1Le samedi 2 avril 1791, vers dix heures du matin, Gabriel-Honoré Riqueti, comte de Mirabeau, meurt chez lui, 42, rue de la Chaussée d'Antin. « Sa mort a été aussi imposante qu'avait été sa vie ; la consternation est générale ; atteint d'un mal dont il ne se dissimulait point le danger, sa fermeté ne l'a pas abandonné un seul moment ; livré au soin d'un ami, dont il connaissait l'attachement, il ne voulait point voir d'autre médecin » [1] ; « Il a vu, il a entendu tout un peuple s'occuper de sa maladie comme d'un événement qui aurait menacé la révolution : de son lit de douleur il entendait crier dans la rue les bulletins de sa maladie. Ses amis et son médecin qui méritait à tant de titres d'être l'ami le plus cher à son cœur, l'entretenaient de cet intérêt qu'il inspirait au peuple » [2].

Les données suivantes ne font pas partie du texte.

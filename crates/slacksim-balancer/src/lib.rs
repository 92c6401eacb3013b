//! Weighted load-balancing decision logic for SlackSim.
//!
//! This crate holds the deterministic core of the simulator: per-backend
//! capacity state, slack-first selection, and the response-time-driven
//! weight optimization cycle. It performs no I/O and draws every observed
//! response time from a caller-supplied [`ResponseTimeSampler`], so the
//! same sampler script always produces the same pool state.
//!
//! * [`BackendState`]: weight, load, energy, and timing for one backend
//! * [`Balancer`]: pool ownership, selection, and optimization
//! * [`ResponseTimeSampler`]: injected source of observed latencies
//!
//! The driving simulation (workloads, config, reporting) lives in the
//! `slacksim-core` crate.

pub mod backend;
pub mod balancer;
pub mod error;
pub mod sampler;

pub use backend::{
    BackendSnapshot, BackendState, MIN_WEIGHT, RATED_ENERGY_PER_WEIGHT, SLA_THRESHOLD_MS,
};
pub use balancer::{Balancer, RESPONSE_TIME_CEILING_MS};
pub use error::BalancerError;
pub use sampler::{FixedSampler, ResponseTimeSampler};
#[cfg(test)]
mod tests {
    use {
        super::*,
        crate::graph::EdgeKind,
        crate::ir::{CmpPredicate, FunctionBuilder, Operand},
    };

    // while (i < n) i = i + 1, with unknown n
    fn counting_loop(module: &mut Module) {
        let mut fb = FunctionBuilder::new(module, "count");
        let n = fb.int_param("n", 64);
        let entry = fb.entry();
        let header = fb.block("header");
        let body = fb.block("body");
        let exit = fb.block("exit");
        fb.jump(header);
        fb.switch_to(header);
        // Back edge names the increment defined below, ids are sequential
        let i1 = fb.phi(
            "i1",
            64,
            vec![
                (Operand::const_int(0, 64), entry),
                (Operand::Value(ValueId(3)), body),
            ],
        );
        fb.cond_br(
            CmpPredicate::Slt,
            Operand::Value(i1),
            Operand::Value(n),
            body,
            exit,
        );
        fb.switch_to(body);
        let i2 = fb.sigma("i2", i1);
        let i3 = fb.binary(
            "i3",
            64,
            crate::ir::BinaryAluOp::Add,
            Operand::Value(i2),
            Operand::const_int(1, 64),
        );
        let _ = i3;
        fb.jump(header);
        fb.switch_to(exit);
        fb.ret(Some(Operand::Value(i1)));
        fb.finish();
    }

    #[test]
    fn test_unknown_function_error() {
        let module = Module::default();
        let mut analysis = RangeAnalysis::new(Config::default());
        assert_eq!(
            analysis.analyze_function(&module, "missing"),
            Err(AnalysisError::UnknownFunction("missing".to_string()))
        );
    }

    #[test]
    fn test_widening_self_loop_terminates() {
        // i = i + 1 with no branch bound at all: the loop-carried value
        // must still reach a fixed state.
        let mut module = Module::default();
        let mut fb = FunctionBuilder::new(&mut module, "diverge");
        let entry = fb.entry();
        let header = fb.block("header");
        fb.jump(header);
        fb.switch_to(header);
        let i1 = fb.phi(
            "i1",
            64,
            vec![
                (Operand::const_int(0, 64), entry),
                (Operand::Value(ValueId(1)), header),
            ],
        );
        let i2 = fb.binary(
            "i2",
            64,
            BinaryAluOp::Add,
            Operand::Value(i1),
            Operand::const_int(1, 64),
        );
        let _ = i2;
        fb.jump(header);
        fb.finish();

        let mut analysis = RangeAnalysis::new(Config::default());
        analysis.analyze_function(&module, "diverge").unwrap();
        let result = analysis.get_range(i1);
        assert!(result.contains(0));
        assert_eq!(result.upper(), range::MAX);
        assert!(result.lower() == 0 || result.lower() == range::MIN);
    }

    #[test]
    fn test_symbolic_bound_resolves_against_parameter() {
        let mut module = Module::default();
        counting_loop(&mut module);
        let mut analysis = RangeAnalysis::new(Config::default());
        analysis.analyze_function(&module, "count").unwrap();
        let i1 = module.find_value("count", "i1").unwrap();
        let result = analysis.get_range(i1);
        // n itself is unconstrained, so the header value stays wide but
        // the run must terminate and include the initial 0.
        assert!(result.contains(0));
    }

    #[test]
    fn test_seed_preloads_initial_state() {
        let mut module = Module::default();
        let mut fb = FunctionBuilder::new(&mut module, "f");
        let k = fb.int_param("k", 64);
        fb.ret(Some(Operand::Value(k)));
        fb.finish();

        let mut analysis = RangeAnalysis::new(Config::default());
        analysis.add_seed("f", "k", Range::new(-3, 9));
        analysis.analyze_function(&module, "f").unwrap();
        assert_eq!(analysis.get_range(k), Range::new(-3, 9));
    }

    #[test]
    fn test_narrowing_only_replaces_infinite_bounds() {
        // Hand-built post-growth states of a gated counting loop: the
        // header phi widened to [0, +inf], the gate capped at 99, the
        // increment already finite. Every meet must land inside the state
        // it replaces, and only the infinite bound may move.
        let mut graph = DepGraph::default();
        let zero = graph.add_node(NodeKind::Variable {
            value: None,
            constant: Some(0),
        });
        let phi = graph.add_node(NodeKind::Phi);
        let gate = graph.add_node(NodeKind::Sigma);
        let one = graph.add_node(NodeKind::Variable {
            value: None,
            constant: Some(1),
        });
        let step = graph.add_node(NodeKind::Binary(BinaryAluOp::Add));
        graph.add_edge(zero, phi, EdgeKind::Data);
        graph.add_edge(step, phi, EdgeKind::Data);
        graph.add_edge(phi, gate, EdgeKind::Data);
        graph.add_edge(gate, step, EdgeKind::Data);
        graph.add_edge(one, step, EdgeKind::Data);

        let mut analysis = RangeAnalysis::new(Config::default());
        analysis.graph = graph;
        analysis
            .constraints
            .insert(gate, IntervalConstraint::basic(Range::new(range::MIN, 99)));
        analysis.out = vec![
            Range::constant(0),
            Range::new(0, range::MAX),
            Range::new(0, 99),
            Range::constant(1),
            Range::new(1, 100),
        ];
        analysis.narrow_count = vec![0; 5];

        let members = [phi, gate, step];
        let mut tightened = 0;
        let mut changed = true;
        while changed {
            changed = false;
            for &node in &members {
                let before = analysis.out[node.index()];
                if analysis.meet(node) {
                    changed = true;
                    tightened += 1;
                }
                let after = analysis.out[node.index()];
                assert!(
                    before.contains_range(&after),
                    "meet loosened {} to {}",
                    before,
                    after
                );
            }
        }
        assert_eq!(tightened, 1);
        assert_eq!(analysis.out[phi.index()], Range::new(0, 100));
        assert_eq!(analysis.out[gate.index()], Range::new(0, 99));
        assert_eq!(analysis.out[step.index()], Range::new(1, 100));
    }

    #[test]
    fn test_report_lists_every_value() {
        let mut module = Module::default();
        counting_loop(&mut module);
        let mut analysis = RangeAnalysis::new(Config::default());
        analysis.analyze_function(&module, "count").unwrap();
        let report = analysis.report(&module);
        assert_eq!(report.values.len(), module.values.len());
        assert!(report.values.iter().all(|entry| entry.function == "count"));
        let encoded = serde_json::to_string(&report).unwrap();
        assert!(encoded.contains("\"sccs\""));
    }
}
//! Seed-range and ignore-list input files
//!
//! Both formats are line oriented. A seed line reads
//! `FunctionName|ValueName|[L, U]` where `L` and `U` are decimal literals
//! or `-inf`/`+inf`. An ignore-list file holds one function name per
//! line. Malformed lines are dropped with a warning; the files are a
//! best-effort feature, not a correctness dependency.

use {
    crate::range::Range,
    log::warn,
    std::{
        collections::{HashMap, HashSet},
        fs, io,
        path::Path,
    },
    thiserror::Error,
};

/// Failures while loading analysis input files
#[derive(Debug, Error)]
pub enum SeedError {
    /// The file itself could not be read
    #[error("failed to read {path}: {source}")]
    Io {
        /// Offending path
        path: String,
        /// Underlying I/O failure
        #[source]
        source: io::Error,
    },
}

/// Classification of one seed-file line
#[derive(Debug, Clone, PartialEq, Eq)]
pub enum SeedLine {
    /// A well-formed `function|value|range` entry
    Entry(String, String, Range),
    /// Blank line or `#` comment, skipped without notice
    Skip,
    /// Anything else, dropped with a warning
    Malformed,
}

/// Parses one seed line into `(function, value name, range)`
pub fn parse_seed_line(line: &str) -> SeedLine {
    let line = line.trim();
    if line.is_empty() || line.starts_with('#') {
        return SeedLine::Skip;
    }
    let mut fields = line.splitn(3, '|');
    let entry = (|| {
        let function = fields.next()?.trim();
        let value = fields.next()?.trim();
        let range_text = fields.next()?.trim();
        if function.is_empty() || value.is_empty() {
            return None;
        }
        let range: Range = range_text.parse().ok()?;
        Some((function.to_string(), value.to_string(), range))
    })();
    match entry {
        Some((function, value, range)) => SeedLine::Entry(function, value, range),
        None => SeedLine::Malformed,
    }
}

/// Loads a seed file into a map keyed by `(function, value name)`
pub fn load_seed_file(path: &Path) -> Result<HashMap<(String, String), Range>, SeedError> {
    let text = fs::read_to_string(path).map_err(|source| SeedError::Io {
        path: path.display().to_string(),
        source,
    })?;
    let mut seeds = HashMap::new();
    for (number, line) in text.lines().enumerate() {
        match parse_seed_line(line) {
            SeedLine::Entry(function, value, range) => {
                seeds.insert((function, value), range);
            }
            SeedLine::Skip => {}
            SeedLine::Malformed => warn!(
                "{}:{}: skipping malformed seed line {:?}",
                path.display(),
                number + 1,
                line
            ),
        }
    }
    Ok(seeds)
}

/// Loads an ignore-list file into a set of function names
pub fn load_ignored_functions(path: &Path) -> Result<HashSet<String>, SeedError> {
    let text = fs::read_to_string(path).map_err(|source| SeedError::Io {
        path: path.display().to_string(),
        source,
    })?;
    Ok(text
        .lines()
        .map(str::trim)
        .filter(|line| !line.is_empty() && !line.starts_with('#'))
        .map(str::to_string)
        .collect())
}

2Son médecin et ami s'appelait Pierre-Jean-Georges Cabanis et apparaissait pour la première fois en public, grâce à un événement qui, sur la scène de l'histoire, aurait inauguré le spectacle de la mort des grands hommes. Cabanis avait été reçu médecin à Reims en 1784 et s'était installé ensuite à Auteuil chez Mme Helvétius, qui le protégea jusqu'à sa mort, voyant en lui un fils qu'elle avait perdu. Pouvant se permettre de ne pas exercer la médecine de façon suivie, il s'était consacré aux études de philosophie médicale dans la perspective d'une médecine sociale qui allait se révéler révolutionnaire. En 1790, il avait publié un opuscule contenant des propositions innovatrices sur la réforme des établissements hospitaliers [3], qui lui dut d'être nommé membre de la Commission des Hôpitaux, chargée avant tout de réorganiser les hôpitaux parisiens.

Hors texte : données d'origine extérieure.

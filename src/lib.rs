//! Interprocedural interval range analysis.
//!
//! The engine over-approximates the set of runtime values every integer
//! variable of a program can take, as a contiguous range with infinite
//! sentinels. Branch conditions are turned into interval constraints
//! attached to gating points, and a fixpoint solver with bounded widening
//! and narrowing runs over the strongly connected components of the value
//! dependence graph, one component at a time in topological order.

#![warn(missing_docs)]
#![allow(clippy::arithmetic_side_effects)]

pub mod branch;
pub mod graph;
pub mod interval;
pub mod ir;
pub mod range;
pub mod seeds;
pub mod solver;
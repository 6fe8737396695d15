//! Branch-derived interval constraints
//!
//! A constraint attached to one side of a branch is either a concrete
//! interval or a symbolic one whose bound names another value that has not
//! been computed yet. Symbolic constraints are the future value mechanism:
//! once the bound's final interval is known the constraint is fixed into a
//! concrete interval and stored back in its slot.

use crate::{
    ir::{CmpPredicate, ValueId},
    range::{Range, MAX, MIN},
};

/// A concrete interval constraint
#[derive(Debug, Clone, PartialEq, Eq)]
pub struct BasicInterval {
    range: Range,
}

impl BasicInterval {
    /// Wraps a concrete range
    pub fn new(range: Range) -> Self {
        Self { range }
    }

    /// The wrapped range
    pub fn range(&self) -> &Range {
        &self.range
    }
}

/// An interval bounded by another, not yet finalized, value
#[derive(Debug, Clone, PartialEq, Eq)]
pub struct SymbInterval {
    bound: ValueId,
    predicate: CmpPredicate,
}

impl SymbInterval {
    /// Creates a symbolic constraint `sink predicate bound`
    pub fn new(bound: ValueId, predicate: CmpPredicate) -> Self {
        Self { bound, predicate }
    }

    /// The value whose final interval will fix this constraint
    pub fn bound(&self) -> ValueId {
        self.bound
    }

    /// The comparison relating the constrained value to the bound
    pub fn predicate(&self) -> CmpPredicate {
        self.predicate
    }

    /// Resolves the constraint into a concrete interval from the final
    /// range of the bound and the current range of the constrained value.
    /// Pure: callers store the result back into the constraint slot.
    pub fn fix(&self, bound: &Range, sink: &Range) -> Range {
        let l = bound.lower();
        let u = bound.upper();
        let lower = sink.lower();
        let upper = sink.upper();
        match self.predicate {
            CmpPredicate::Eq => Range::new(l, u),
            CmpPredicate::Sle => Range::new(lower, u),
            CmpPredicate::Slt => {
                if u != MAX {
                    Range::new(lower, u - 1)
                } else {
                    Range::new(lower, u)
                }
            }
            CmpPredicate::Sge => Range::new(l, upper),
            CmpPredicate::Sgt => {
                if l != MIN {
                    Range::new(l + 1, upper)
                } else {
                    Range::new(l, upper)
                }
            }
            // A disequality carries no interval information
            CmpPredicate::Ne => Range::full(),
        }
    }
}

/// A constraint slot attached to a gating node
#[derive(Debug, Clone, PartialEq, Eq)]
pub enum IntervalConstraint {
    /// Concrete from the start, or fixed from a symbolic constraint
    Basic(BasicInterval),
    /// Awaiting the bound value's final interval
    Symb(SymbInterval),
}

impl IntervalConstraint {
    /// Concrete constraint from a range
    pub fn basic(range: Range) -> Self {
        IntervalConstraint::Basic(BasicInterval::new(range))
    }

    /// Symbolic constraint from a bound and predicate
    pub fn symbolic(bound: ValueId, predicate: CmpPredicate) -> Self {
        IntervalConstraint::Symb(SymbInterval::new(bound, predicate))
    }

    /// The interval currently implied by the constraint. A symbolic
    /// constraint implies nothing until fixed.
    pub fn range(&self) -> Range {
        match self {
            IntervalConstraint::Basic(basic) => *basic.range(),
            IntervalConstraint::Symb(_) => Range::full(),
        }
    }

    /// True while the constraint still names an unresolved bound
    pub fn is_symbolic(&self) -> bool {
        matches!(self, IntervalConstraint::Symb(_))
    }

    /// The symbolic payload, if any
    pub fn as_symbolic(&self) -> Option<&SymbInterval> {
        match self {
            IntervalConstraint::Symb(symb) => Some(symb),
            IntervalConstraint::Basic(_) => None,
        }
    }
}

#[cfg(test)]
mod tests {
    use super::*;

    #[test]
    fn test_fix_upper_bound_predicates() {
        let symb = SymbInterval::new(ValueId(7), CmpPredicate::Slt);
        let bound = Range::new(0, 100);
        let sink = Range::new(-5, MAX);
        // sink < bound: keep the sink lower bound, cap at bound.upper - 1
        assert_eq!(symb.fix(&bound, &sink), Range::new(-5, 99));

        let symb = SymbInterval::new(ValueId(7), CmpPredicate::Sle);
        assert_eq!(symb.fix(&bound, &sink), Range::new(-5, 100));
    }

    #[test]
    fn test_fix_lower_bound_predicates() {
        let bound = Range::new(10, 20);
        let sink = Range::new(MIN, 50);
        let symb = SymbInterval::new(ValueId(3), CmpPredicate::Sgt);
        assert_eq!(symb.fix(&bound, &sink), Range::new(11, 50));
        let symb = SymbInterval::new(ValueId(3), CmpPredicate::Sge);
        assert_eq!(symb.fix(&bound, &sink), Range::new(10, 50));
    }

    #[test]
    fn test_fix_at_infinity_does_not_step() {
        let symb = SymbInterval::new(ValueId(1), CmpPredicate::Slt);
        let bound = Range::full();
        let sink = Range::new(0, 0);
        assert_eq!(symb.fix(&bound, &sink), Range::new(0, MAX));
    }

    #[test]
    fn test_equality_adopts_bound() {
        let symb = SymbInterval::new(ValueId(1), CmpPredicate::Eq);
        let bound = Range::new(4, 8);
        assert_eq!(symb.fix(&bound, &Range::full()), Range::new(4, 8));
    }

    #[test]
    fn test_symbolic_slot_implies_nothing_until_fixed() {
        let slot = IntervalConstraint::symbolic(ValueId(2), CmpPredicate::Slt);
        assert!(slot.is_symbolic());
        assert!(slot.range().is_full_set());
        let fixed = IntervalConstraint::basic(Range::new(0, 9));
        assert_eq!(fixed.range(), Range::new(0, 9));
    }
}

3Entré dans le cercle des amis de Mirabeau, sans cacher ses penchants républicains, il soigne l'orateur avec dévotion jusqu'à son dernier soupir et peu après sa mort il publie le Journal de la maladie et de la mort d'Honoré-Gabriel-Victor Riquetti Mirabeau[4]. Les historiens de la médecine, comme ceux de la philosophie et les historiens tout court, ont cantonné ce livret de presque soixante-dix pages dans les œuvres de circonstance au fond anecdotique, qui inondèrent la presse à la mort de Mirabeau : chroniques, notices, oraisons funèbres, éloges, poèmes et pièces théâtrales rapidement montées, où les spectateurs les plus en vue pouvaient même se reconnaître sur la scène. Et parfois même se fâcher, avec des effets comiques, comme ce fut le cas de Frochot, exécuteur testamentaire de Mirabeau, qui, assistant à la représentation du fait historique en un acte Mirabeau à son lit de mort de Pujoulx, s'écria, en voyant entrer le comédien Barville qui jouait son rôle : « “ Mais je n'ai jamais été si vilain et si commun que ce Monsieur”. Ce qui excita une grande hilarité » [5].

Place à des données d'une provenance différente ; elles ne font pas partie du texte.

//! End-to-end analysis runs over hand-built IR modules

use range_analysis::{
    ir::{BinaryAluOp, CastOp, CmpPredicate, FunctionBuilder, Module, Operand, ValueId},
    range::{self, Range},
    solver::{Config, RangeAnalysis},
};

/// foo(k) { while (k < 100) k = k + 1; return k; } in e-SSA form,
/// plus a caller passing the literal 0.
fn bounded_loop_module() -> Module {
    let mut module = Module::default();

    let mut fb = FunctionBuilder::new(&mut module, "main");
    fb.call("result", 32, "foo", vec![Operand::const_int(0, 32)]);
    fb.ret(None);
    fb.finish();

    let mut fb = FunctionBuilder::new(&mut module, "foo");
    let k0 = fb.int_param("k0", 32);
    let entry = fb.entry();
    let header = fb.block("header");
    let body = fb.block("body");
    let exit = fb.block("exit");
    fb.jump(header);
    fb.switch_to(header);
    // The back edge names the increment defined below, ids are sequential
    let k3_id = ValueId(k0.0 + 3);
    let k1 = fb.phi(
        "k1",
        32,
        vec![
            (Operand::Value(k0), entry),
            (Operand::Value(k3_id), body),
        ],
    );
    fb.cond_br(
        CmpPredicate::Slt,
        Operand::Value(k1),
        Operand::const_int(100, 32),
        body,
        exit,
    );
    fb.switch_to(body);
    let k2 = fb.sigma("k2", k1);
    let k3 = fb.binary(
        "k3",
        32,
        BinaryAluOp::Add,
        Operand::Value(k2),
        Operand::const_int(1, 32),
    );
    assert_eq!(k3, k3_id);
    fb.jump(header);
    fb.switch_to(exit);
    let k4 = fb.sigma("k4", k1);
    fb.ret(Some(Operand::Value(k4)));
    fb.finish();

    module
}

#[test]
fn test_bounded_counting_loop() {
    let module = bounded_loop_module();
    let mut analysis = RangeAnalysis::new(Config::default());
    analysis.analyze_module(&module);

    let k1 = module.find_value("foo", "k1").unwrap();
    assert_eq!(analysis.get_range(k1), Range::new(0, 100));

    let k2 = module.find_value("foo", "k2").unwrap();
    assert_eq!(analysis.get_range(k2), Range::new(0, 99));

    let k4 = module.find_value("foo", "k4").unwrap();
    assert_eq!(analysis.get_range(k4), Range::constant(100));

    // The return value flows back to the caller
    let result = module.find_value("main", "result").unwrap();
    assert_eq!(analysis.get_range(result), Range::constant(100));

    assert!(analysis.stats().futures_resolved == 0);
    assert!(analysis.stats().widening_iterations > 0);
    assert!(analysis.stats().narrowing_iterations > 0);
}

#[test]
fn test_intraprocedural_loop_gates_body_value() {
    // Without the caller the parameter is unconstrained, so the header
    // value stays wide, but the loop-body value is still capped by the
    // branch.
    let module = bounded_loop_module();
    let mut analysis = RangeAnalysis::new(Config::default());
    analysis.analyze_function(&module, "foo").unwrap();

    let k1 = module.find_value("foo", "k1").unwrap();
    assert!(analysis.get_range(k1).is_full_set());
    let k2 = module.find_value("foo", "k2").unwrap();
    assert_eq!(analysis.get_range(k2), Range::new(range::MIN, 99));
    let k4 = module.find_value("foo", "k4").unwrap();
    assert_eq!(analysis.get_range(k4), Range::new(100, range::MAX));
}

#[test]
fn test_narrow_parameter_keeps_its_width_bound() {
    // foo(char k) { if ((int)k <= 100) ... }: the gated value must show
    // the 8-bit domain bound, not a 32-bit one.
    let mut module = Module::default();
    let mut fb = FunctionBuilder::new(&mut module, "foo");
    let k = fb.int_param("k", 8);
    let then_block = fb.block("then");
    let exit = fb.block("exit");
    let k32 = fb.cast("k32", 32, CastOp::SExt, Operand::Value(k));
    fb.cond_br(
        CmpPredicate::Sle,
        Operand::Value(k32),
        Operand::const_int(100, 32),
        then_block,
        exit,
    );
    fb.switch_to(then_block);
    let gated = fb.sigma("gated", k);
    fb.jump(exit);
    fb.switch_to(exit);
    fb.ret(None);
    fb.finish();

    let mut analysis = RangeAnalysis::new(Config::default());
    analysis.analyze_function(&module, "foo").unwrap();
    assert_eq!(analysis.get_range(k), Range::new(-128, 127));
    assert_eq!(analysis.get_range(gated), Range::new(-128, 100));
    let k32_range = analysis.get_range(k32);
    assert_eq!(k32_range, Range::new(-128, 127));
}

#[test]
fn test_symbolic_future_between_two_parameters() {
    // if (a <= b) { a' = sigma(a) }: a' must pick up b's final upper bound.
    let mut module = Module::default();
    let mut fb = FunctionBuilder::new(&mut module, "clamp");
    let a = fb.int_param("a", 64);
    let b = fb.int_param("b", 64);
    let then_block = fb.block("then");
    let exit = fb.block("exit");
    fb.cond_br(
        CmpPredicate::Sle,
        Operand::Value(a),
        Operand::Value(b),
        then_block,
        exit,
    );
    fb.switch_to(then_block);
    let gated = fb.sigma("gated", a);
    fb.jump(exit);
    fb.switch_to(exit);
    fb.ret(None);
    fb.finish();

    let mut analysis = RangeAnalysis::new(Config::default());
    analysis.add_seed("clamp", "b", Range::new(-5, 17));
    analysis.analyze_function(&module, "clamp").unwrap();
    assert_eq!(analysis.stats().futures_resolved, 1);
    let result = analysis.get_range(gated);
    assert_eq!(result.upper(), 17);
}

#[test]
fn test_switch_gates_cases_to_points() {
    let mut module = Module::default();
    let mut fb = FunctionBuilder::new(&mut module, "dispatch");
    let x = fb.int_param("x", 32);
    let on_seven = fb.block("on_seven");
    let fallthrough = fb.block("fallthrough");
    fb.switch(Operand::Value(x), vec![(7, on_seven)], Some(fallthrough));
    fb.switch_to(on_seven);
    let x7 = fb.sigma("x7", x);
    fb.ret(None);
    fb.switch_to(fallthrough);
    let x_other = fb.sigma("x_other", x);
    fb.ret(None);
    fb.finish();

    let mut analysis = RangeAnalysis::new(Config::default());
    analysis.analyze_function(&module, "dispatch").unwrap();
    assert_eq!(analysis.get_range(x7), Range::constant(7));
    // The default edge only excludes single points, which the interval
    // domain cannot express.
    assert!(analysis.get_range(x_other).is_full_set());
}

#[test]
fn test_ignored_call_does_not_poison_union() {
    fn build() -> Module {
        let mut module = Module::default();
        let mut fb = FunctionBuilder::new(&mut module, "f");
        let entry = fb.entry();
        let other = fb.block("other");
        let join = fb.block("join");
        let alloc = fb.call("alloc", 64, "opaque_alloc", vec![]);
        fb.jump(join);
        fb.switch_to(other);
        fb.jump(join);
        fb.switch_to(join);
        fb.phi(
            "merged",
            64,
            vec![
                (Operand::Value(alloc), entry),
                (Operand::const_int(42, 64), other),
            ],
        );
        fb.ret(None);
        fb.finish();
        module
    }

    let module = build();
    let merged = module.find_value("f", "merged").unwrap();

    let mut plain = RangeAnalysis::new(Config::default());
    plain.analyze_function(&module, "f").unwrap();
    assert!(plain.get_range(merged).is_full_set());

    let mut filtered = RangeAnalysis::new(Config::default());
    filtered.ignore_function("opaque_alloc");
    filtered.analyze_function(&module, "f").unwrap();
    assert_eq!(filtered.get_range(merged), Range::constant(42));
}

#[test]
fn test_ignored_call_filtered_through_forward_reference() {
    // The loop-header phi consumes the call result before the call's own
    // block is reached, so the result value is first seen as an operand.
    // The deny-list filter must still recognize the callee.
    let mut module = Module::default();
    let mut fb = FunctionBuilder::new(&mut module, "f");
    let entry = fb.entry();
    let header = fb.block("header");
    let body = fb.block("body");
    fb.jump(header);
    fb.switch_to(body);
    let alloc = fb.call("alloc", 64, "opaque_alloc", vec![]);
    fb.jump(header);
    fb.switch_to(header);
    let merged = fb.phi(
        "merged",
        64,
        vec![
            (Operand::const_int(7, 64), entry),
            (Operand::Value(alloc), body),
        ],
    );
    fb.jump(body);
    fb.finish();

    let mut plain = RangeAnalysis::new(Config::default());
    plain.analyze_function(&module, "f").unwrap();
    assert!(plain.get_range(merged).is_full_set());

    let mut filtered = RangeAnalysis::new(Config::default());
    filtered.ignore_function("opaque_alloc");
    filtered.analyze_function(&module, "f").unwrap();
    assert_eq!(filtered.get_range(merged), Range::constant(7));
}

#[test]
fn test_interprocedural_argument_union() {
    // Two call sites feed the same parameter; its range is their union.
    let mut module = Module::default();
    let mut fb = FunctionBuilder::new(&mut module, "id");
    let v = fb.int_param("v", 64);
    fb.ret(Some(Operand::Value(v)));
    fb.finish();

    let mut fb = FunctionBuilder::new(&mut module, "caller");
    fb.call("first", 64, "id", vec![Operand::const_int(2, 64)]);
    fb.call("second", 64, "id", vec![Operand::const_int(9, 64)]);
    fb.ret(None);
    fb.finish();

    let mut analysis = RangeAnalysis::new(Config::default());
    analysis.analyze_module(&module);
    assert_eq!(analysis.get_range(v), Range::new(2, 9));
    let first = module.find_value("caller", "first").unwrap();
    assert_eq!(analysis.get_range(first), Range::new(2, 9));

    // With call linking off the same module analyzes each function in
    // isolation: the parameter and the call results stay unconstrained.
    let mut isolated = RangeAnalysis::new(Config {
        interprocedural: false,
        ..Config::default()
    });
    isolated.analyze_module(&module);
    assert!(isolated.get_range(v).is_full_set());
    assert!(isolated.get_range(first).is_full_set());
}

#[test]
fn test_seed_file_round_trip() {
    let dir = std::env::temp_dir().join("range_analysis_seed_test");
    std::fs::create_dir_all(&dir).unwrap();
    let path = dir.join("seeds.txt");
    std::fs::write(
        &path,
        "# seeds\nf|k|[-7, 7]\nf|m|[3, +inf]\nnot a seed line\n",
    )
    .unwrap();

    let mut module = Module::default();
    let mut fb = FunctionBuilder::new(&mut module, "f");
    let k = fb.int_param("k", 64);
    let m = fb.int_param("m", 64);
    fb.ret(None);
    fb.finish();

    let mut analysis = RangeAnalysis::new(Config::default());
    analysis.load_seed_file(&path).unwrap();
    analysis.analyze_function(&module, "f").unwrap();
    assert_eq!(analysis.get_range(k), Range::new(-7, 7));
    assert_eq!(analysis.get_range(m), Range::new(3, range::MAX));
    std::fs::remove_file(&path).ok();
}

#[test]
fn test_query_is_total() {
    let module = Module::default();
    let analysis = RangeAnalysis::new(Config::default());
    assert!(analysis.get_range(ValueId(12345)).is_full_set());
}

4S'il connut un retentissement immédiat, le Journal fut oublié par la suite. Il est réimprimé une première fois en 1803 avec des notes ajoutées par Cabanis lui-même, dans le volume qui contenait la nouvelle édition du Degré de Certitude de la Médecine et d'autres écrits de l'auteur [6] et une seconde fois en 1823, dans le tome II des @@ OEuvrescomplètes[7]. En 1882 il est présenté en feuilleton dans La Révolution française[8] ; en 1956, considéré comme une œuvre à caractère historique, il est exclu du corpus des @@ OEuvresphilosophiques publiées par Cl. Lehec et J. Cazeneuve. Enfin, en 1996, paraît notre édition annotée [9].

5Dans cette destinée de silence d'un document jugé comme hybride, qui appartient malgré tout à l'Histoire, même s'il ne s'agit que d'un détail, nous reconnaissons le sort commun des témoignages.

6À la fois écriture privée relevant de la tradition des journaux de médecins, oraison funèbre, éloge et traité de médecine à caractère empirique, le Journal est avant tout un plaidoyer pour répondre à l'accusation largement diffusée dans la presse selon laquelle le médecin aurait soigné de manière inadéquate l'orateur et même l'aurait empoisonné.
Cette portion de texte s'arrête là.